== Records shown
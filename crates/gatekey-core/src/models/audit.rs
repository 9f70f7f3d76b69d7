//! Audit event payload delivered to the audit collaborator.

use chrono::{DateTime, Utc};
use serde::{Deserialize, Serialize};
use uuid::Uuid;

#[derive(Debug, Clone, Serialize, Deserialize)]
pub struct AuditEvent {
    /// `None` when the actor could not be resolved (e.g. login with an
    /// unknown email).
    pub user_id: Option<Uuid>,
    pub action: String,
    pub success: bool,
    pub ip_address: Option<String>,
    pub user_agent: Option<String>,
    pub timestamp: DateTime<Utc>,
}

impl AuditEvent {
    pub fn new(user_id: Option<Uuid>, action: impl Into<String>, success: bool) -> Self {
        Self {
            user_id,
            action: action.into(),
            success,
            ip_address: None,
            user_agent: None,
            timestamp: Utc::now(),
        }
    }

    pub fn with_context(
        mut self,
        ip_address: Option<String>,
        user_agent: Option<String>,
    ) -> Self {
        self.ip_address = ip_address;
        self.user_agent = user_agent;
        self
    }
}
====
How to complete this task - Nothing is to be left out; every record above must be repeated exactly.

Solution -
filename crates/gatekey-core/src/models/audit.rs
repository 9f70f7f3d76b69d7
//! Audit event payload delivered to the audit collaborator.

use chrono::{DateTime, Utc};
use serde::{Deserialize, Serialize};
use uuid::Uuid;

#[derive(Debug, Clone, Serialize, Deserialize)]
pub struct AuditEvent {
    /// `None` when the actor could not be resolved (e.g. login with an
    /// unknown email).
    pub user_id: Option<Uuid>,
    pub action: String,
    pub success: bool,
    pub ip_address: Option<String>,
    pub user_agent: Option<String>,
    pub timestamp: DateTime<Utc>,
}

impl AuditEvent {
    pub fn new(user_id: Option<Uuid>, action: impl Into<String>, success: bool) -> Self {
        Self {
            user_id,
            action: action.into(),
            success,
            ip_address: None,
            user_agent: None,
            timestamp: Utc::now(),
        }
    }

    pub fn with_context(
        mut self,
        ip_address: Option<String>,
        user_agent: Option<String>,
    ) -> Self {
        self.ip_address = ip_address;
        self.user_agent = user_agent;
        self
    }
}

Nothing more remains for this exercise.